In the final decision-making process, it most always ends in a tie vote. So, they have a tie-breaker system that the majority party gets to control.
It’s usually a retired New Jersey Judge who makes the final call. It’s supposed to be a neutral process … but, the whole thing is very political in nature.
The ultimate tie-breaking decision always appears to go the way of the majority political party. There’s no coincidence here.
Here’s why Redistricting matters:
There are 40 Districts in the state of New Jersey. Once each decade, both major political parties get together and draw-up what’s affectionately referred to as a “map.”
Make no mistake about it, each side is trying to get an advantage over the other.
Nationally, it’s called “Gerrymandering.” This is done when the political potentates want to get rid of a member, who otherwise would likely be re-elected in their current district.
They also make similar moves to advantage their own electoral fortunes. They purposely change the composition of a district(s) to try and gain more seats for their political party. It’s all about control.
They move a particular city or cities around and change the composition of a District(s) in order to try and accomplish their political goal.

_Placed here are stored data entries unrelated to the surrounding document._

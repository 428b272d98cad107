//! API Handlers
//!
//! HTTP request handlers for each console endpoint.

use axum::{
    extract::{Path, State},
    Json,
};

use crate::cache::{EntityType, FreshnessReport};
use crate::error::{FleetError, Result};
use crate::fleet::FleetCache;
use crate::live::{DisplayRecord, IngestHub};
use crate::models::{
    CacheOverviewResponse, EntityListResponse, HealthResponse, InvalidateResponse,
    LiveAcceptedResponse, LivePositionRequest, LogoutResponse, RefreshResponse, StatsResponse,
};

/// Application state shared across all handlers.
///
/// Both members are cheap handles onto shared state.
#[derive(Clone)]
pub struct AppState {
    /// The current session's fleet cache
    pub fleet: FleetCache,
    /// Live position ingest, feeding the live channel task
    pub live: IngestHub,
}

impl AppState {
    pub fn new(fleet: FleetCache, live: IngestHub) -> Self {
        Self { fleet, live }
    }
}

fn parse_entity_type(raw: &str) -> Result<EntityType> {
    raw.parse()
}

/// Handler for GET /cache
///
/// Freshness of every entity type.
pub async fn cache_overview_handler(State(state): State<AppState>) -> Json<CacheOverviewResponse> {
    Json(CacheOverviewResponse {
        entity_types: state.fleet.reports().await,
    })
}

/// Handler for GET /cache/:entity_type
pub async fn cache_report_handler(
    State(state): State<AppState>,
    Path(entity_type): Path<String>,
) -> Result<Json<FreshnessReport>> {
    let entity_type = parse_entity_type(&entity_type)?;
    Ok(Json(state.fleet.report(entity_type).await))
}

/// Handler for POST /cache/:entity_type/refresh
///
/// Always succeeds for a known type; a failed pull is reported in the body.
pub async fn refresh_handler(
    State(state): State<AppState>,
    Path(entity_type): Path<String>,
) -> Result<Json<RefreshResponse>> {
    let entity_type = parse_entity_type(&entity_type)?;
    let outcome = state.fleet.check_and_maybe_refresh(entity_type).await;

    Ok(Json(RefreshResponse {
        entity_type,
        outcome,
        cache: state.fleet.report(entity_type).await,
    }))
}

/// Handler for POST /cache/:entity_type/invalidate
///
/// Called after a mutation on that entity type.
pub async fn invalidate_handler(
    State(state): State<AppState>,
    Path(entity_type): Path<String>,
) -> Result<Json<InvalidateResponse>> {
    let entity_type = parse_entity_type(&entity_type)?;
    let invalidated = state.fleet.invalidate(entity_type).await;

    Ok(Json(InvalidateResponse {
        entity_type,
        invalidated,
    }))
}

/// Handler for POST /session/logout
pub async fn logout_handler(State(state): State<AppState>) -> Json<LogoutResponse> {
    state.fleet.end_session().await;
    Json(LogoutResponse::new())
}

/// Handler for GET /entities/:entity_type
///
/// Always the last good table, whatever the cache status.
pub async fn list_entities_handler(
    State(state): State<AppState>,
    Path(entity_type): Path<String>,
) -> Result<Json<EntityListResponse>> {
    let entity_type = parse_entity_type(&entity_type)?;

    Ok(Json(EntityListResponse {
        entity_type,
        cache: state.fleet.report(entity_type).await,
        records: state.fleet.records(entity_type).await,
    }))
}

/// Handler for GET /entities/:entity_type/:id
pub async fn get_entity_handler(
    State(state): State<AppState>,
    Path((entity_type, id)): Path<(String, String)>,
) -> Result<Json<DisplayRecord>> {
    let entity_type = parse_entity_type(&entity_type)?;

    state
        .fleet
        .record(entity_type, &id)
        .await
        .map(Json)
        .ok_or_else(|| FleetError::NotFound(format!("{} {}", entity_type, id)))
}

/// Handler for POST /live/positions
///
/// Hands the event to the live connection; it is applied asynchronously.
pub async fn live_position_handler(
    State(state): State<AppState>,
    Json(req): Json<LivePositionRequest>,
) -> Result<Json<LiveAcceptedResponse>> {
    if let Some(error_msg) = req.validate() {
        return Err(FleetError::InvalidRequest(error_msg));
    }

    let event = req.to_event();
    let entity_id = event.entity_id.clone();
    state.live.publish(event).await?;

    Ok(Json(LiveAcceptedResponse::new(entity_id)))
}

/// Handler for GET /stats
pub async fn stats_handler(State(state): State<AppState>) -> Json<StatsResponse> {
    let counters = state.fleet.stats().await;
    Json(StatsResponse::new(counters, state.live.is_connected().await))
}

/// Handler for GET /health
pub async fn health_handler() -> Json<HealthResponse> {
    Json(HealthResponse::healthy())
}

#[cfg(test)]
mod tests {
    use super::*;
    use crate::cache::{CacheStatus, EntityRecord, RefreshOutcome};
    use crate::clock::ManualClock;
    use crate::config::Config;
    use crate::fetch::{FetchError, Fetcher};
    use async_trait::async_trait;
    use std::sync::Arc;

    struct StaticFetcher;

    #[async_trait]
    impl Fetcher for StaticFetcher {
        async fn fetch(&self, _: EntityType) -> std::result::Result<Vec<EntityRecord>, FetchError> {
            Ok(vec![EntityRecord::new("T-1").with_field("lat", 1.0)])
        }
    }

    fn test_state() -> AppState {
        let fleet = FleetCache::init(
            &Config::default(),
            Arc::new(StaticFetcher),
            Arc::new(ManualClock::new(1_000_000)),
        );
        AppState::new(fleet, IngestHub::new())
    }

    #[tokio::test]
    async fn test_refresh_then_list() {
        let state = test_state();

        let response = refresh_handler(State(state.clone()), Path("trucks".to_string()))
            .await
            .unwrap();
        assert_eq!(response.outcome, RefreshOutcome::Refreshed { records: 1 });
        assert_eq!(response.cache.status, CacheStatus::Fresh);

        let list = list_entities_handler(State(state), Path("TRUCKS".to_string()))
            .await
            .unwrap();
        assert_eq!(list.records.len(), 1);
        assert_eq!(list.records[0].record.id, "T-1");
    }

    #[tokio::test]
    async fn test_unknown_entity_type() {
        let state = test_state();
        let result = cache_report_handler(State(state), Path("trips".to_string())).await;
        assert!(matches!(result, Err(FleetError::UnknownEntityType(_))));
    }

    #[tokio::test]
    async fn test_get_missing_entity() {
        let state = test_state();
        let result = get_entity_handler(
            State(state),
            Path(("trucks".to_string(), "T-404".to_string())),
        )
        .await;
        assert!(matches!(result, Err(FleetError::NotFound(_))));
    }

    #[tokio::test]
    async fn test_invalidate_handler_reports_cascade() {
        let state = test_state();
        let response = invalidate_handler(State(state), Path("trucks".to_string()))
            .await
            .unwrap();
        assert_eq!(
            response.invalidated,
            vec![EntityType::Trucks, EntityType::Groups]
        );
    }

    #[tokio::test]
    async fn test_live_position_without_connection() {
        let state = test_state();
        let req = LivePositionRequest {
            entity_id: "T-1".to_string(),
            latitude: 1.0,
            longitude: 1.0,
            speed: None,
            heading: None,
            observed_at: 1,
        };
        let result = live_position_handler(State(state), Json(req)).await;
        assert!(matches!(result, Err(FleetError::LiveChannelUnavailable(_))));
    }

    #[tokio::test]
    async fn test_logout_clears_tables() {
        let state = test_state();
        refresh_handler(State(state.clone()), Path("trucks".to_string()))
            .await
            .unwrap();

        logout_handler(State(state.clone())).await;

        assert!(state.fleet.records(EntityType::Trucks).await.is_empty());
        assert_eq!(
            state.fleet.metadata(EntityType::Trucks).await.status,
            CacheStatus::Idle
        );
    }

    #[tokio::test]
    async fn test_health_handler() {
        let response = health_handler().await;
        assert_eq!(response.status, "healthy");
    }
}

They want you to not pay attention to what they’re doing right under your nose. Yes, they work their mischievous, political skullduggery right in broad daylight.
Powerful elected officials can have a great deal of influence in this age old New Jersey right of passage.
As New Jersey “inside baseball” political folklore tells it:
- Former Senator Bill Gormley succeeded in having Hammonton removed from Atlantic County’s District 2 many years ago. Hammonton had turned politically against Gormley. Gormley was skillful and effective at lining things up.
- Former State Senator Jim Whelan had Galloway Township moved away from District 2 for the same reason.
- Political moves like this only affect state level races. Hammonton and Galloway Township remain in all county level and Congressional races.
- Hammonton and Galloway are both very strong Republican towns. For now, moving them out of District 2 has benefited Atlantic County Democrats substantially in state level races.
Just look at the recent November 2, 2021 results. If Hammonton and Galloway had been within the District 2 Senate and Assembly races (and, they should be); Senator Vince Polistina and Assembly Members-elect Claire Swift and Don Guardian would have won by 3,500 more votes each over their Democrat opponents, Vince Mazzeo, John Armato and Caren Fitzpatrick.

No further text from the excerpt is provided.